**Action item:**
Once you have read the entries, copy all of them exactly.

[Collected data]
========

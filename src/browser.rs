// Contracts of the browser subsystems the page talks to.
// The page only requests changes through these; it learns the outcome from later events.

use serde::{Deserialize, Serialize};

use crate::state::{TabEntry, TabId, WindowId};

/// Filter for `TabSubsystem::query`. `window_id: None` queries every window.
#[derive(Debug, Clone, Copy, Default, PartialEq, Eq)]
pub struct QueryFilter {
    pub window_id: Option<WindowId>,
}

impl QueryFilter {
    pub fn all() -> Self {
        Self { window_id: None }
    }

    pub fn window(window_id: WindowId) -> Self {
        Self {
            window_id: Some(window_id),
        }
    }
}

#[derive(Debug, Clone, Copy, PartialEq, Eq, Serialize, Deserialize)]
#[serde(rename_all = "camelCase")]
pub struct MoveProperties {
    pub index: usize,
    pub window_id: WindowId,
}

/// External tab operations. Results of mutating calls arrive later as page events.
pub trait TabSubsystem {
    /// Tabs matching the filter, ordered by window then index.
    fn query(&self, filter: &QueryFilter) -> Vec<TabEntry>;
    /// The tab hosting the page itself, if any.
    fn current_tab(&self) -> Option<TabId>;
    fn move_tab(&mut self, tab_id: TabId, properties: MoveProperties);
    fn select(&mut self, tab_id: TabId);
    fn reload(&mut self, tab_id: TabId);
    /// The outcome, success or failure, is always delivered as
    /// `PageEvent::DiscardCompleted`.
    fn discard(&mut self, tab_id: TabId);
    fn supports_discard(&self) -> bool {
        true
    }
    fn remove(&mut self, tab_id: TabId);
    fn create(&mut self, url: &str, active: bool);
}

pub trait WindowSubsystem {
    fn current_window(&self) -> Option<WindowId>;
}

/// A bookmark folder or link. Folders have no url.
#[derive(Debug, Clone, PartialEq, Eq, Serialize, Deserialize)]
pub struct BookmarkNode {
    pub id: String,
    #[serde(default)]
    pub title: Option<String>,
    #[serde(default)]
    pub url: Option<String>,
}

impl BookmarkNode {
    pub fn is_folder(&self) -> bool {
        self.url.is_none()
    }
}

pub trait BookmarkSubsystem {
    fn get_children(&self, folder_id: &str) -> Vec<BookmarkNode>;
}

/// Everything the page needs from its host browser.
pub trait Browser: TabSubsystem + WindowSubsystem + BookmarkSubsystem {}

impl<T: TabSubsystem + WindowSubsystem + BookmarkSubsystem> Browser for T {}

/// A request the page issued, as recorded by test and replay browsers.
#[derive(Debug, Clone, PartialEq, Eq, Serialize)]
#[serde(tag = "command", rename_all = "camelCase")]
pub enum BrowserCommand {
    Move { tab_id: TabId, properties: MoveProperties },
    Select { tab_id: TabId },
    Reload { tab_id: TabId },
    Discard { tab_id: TabId },
    Remove { tab_id: TabId },
    Create { url: String, active: bool },
}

========

**Solved problem:**
filename src/browser.rs
// Contracts of the browser subsystems the page talks to.
// The page only requests changes through these; it learns the outcome from later events.

use serde::{Deserialize, Serialize};

use crate::state::{TabEntry, TabId, WindowId};

/// Filter for `TabSubsystem::query`. `window_id: None` queries every window.
#[derive(Debug, Clone, Copy, Default, PartialEq, Eq)]
pub struct QueryFilter {
    pub window_id: Option<WindowId>,
}

impl QueryFilter {
    pub fn all() -> Self {
        Self { window_id: None }
    }

    pub fn window(window_id: WindowId) -> Self {
        Self {
            window_id: Some(window_id),
        }
    }
}

#[derive(Debug, Clone, Copy, PartialEq, Eq, Serialize, Deserialize)]
#[serde(rename_all = "camelCase")]
pub struct MoveProperties {
    pub index: usize,
    pub window_id: WindowId,
}

/// External tab operations. Results of mutating calls arrive later as page events.
pub trait TabSubsystem {
    /// Tabs matching the filter, ordered by window then index.
    fn query(&self, filter: &QueryFilter) -> Vec<TabEntry>;
    /// The tab hosting the page itself, if any.
    fn current_tab(&self) -> Option<TabId>;
    fn move_tab(&mut self, tab_id: TabId, properties: MoveProperties);
    fn select(&mut self, tab_id: TabId);
    fn reload(&mut self, tab_id: TabId);
    /// The outcome, success or failure, is always delivered as
    /// `PageEvent::DiscardCompleted`.
    fn discard(&mut self, tab_id: TabId);
    fn supports_discard(&self) -> bool {
        true
    }
    fn remove(&mut self, tab_id: TabId);
    fn create(&mut self, url: &str, active: bool);
}

pub trait WindowSubsystem {
    fn current_window(&self) -> Option<WindowId>;
}

/// A bookmark folder or link. Folders have no url.
#[derive(Debug, Clone, PartialEq, Eq, Serialize, Deserialize)]
pub struct BookmarkNode {
    pub id: String,
    #[serde(default)]
    pub title: Option<String>,
    #[serde(default)]
    pub url: Option<String>,
}

impl BookmarkNode {
    pub fn is_folder(&self) -> bool {
        self.url.is_none()
    }
}

pub trait BookmarkSubsystem {
    fn get_children(&self, folder_id: &str) -> Vec<BookmarkNode>;
}

/// Everything the page needs from its host browser.
pub trait Browser: TabSubsystem + WindowSubsystem + BookmarkSubsystem {}

impl<T: TabSubsystem + WindowSubsystem + BookmarkSubsystem> Browser for T {}

/// A request the page issued, as recorded by test and replay browsers.
#[derive(Debug, Clone, PartialEq, Eq, Serialize)]
#[serde(tag = "command", rename_all = "camelCase")]
pub enum BrowserCommand {
    Move { tab_id: TabId, properties: MoveProperties },
    Select { tab_id: TabId },
    Reload { tab_id: TabId },
    Discard { tab_id: TabId },
    Remove { tab_id: TabId },
    Create { url: String, active: bool },
}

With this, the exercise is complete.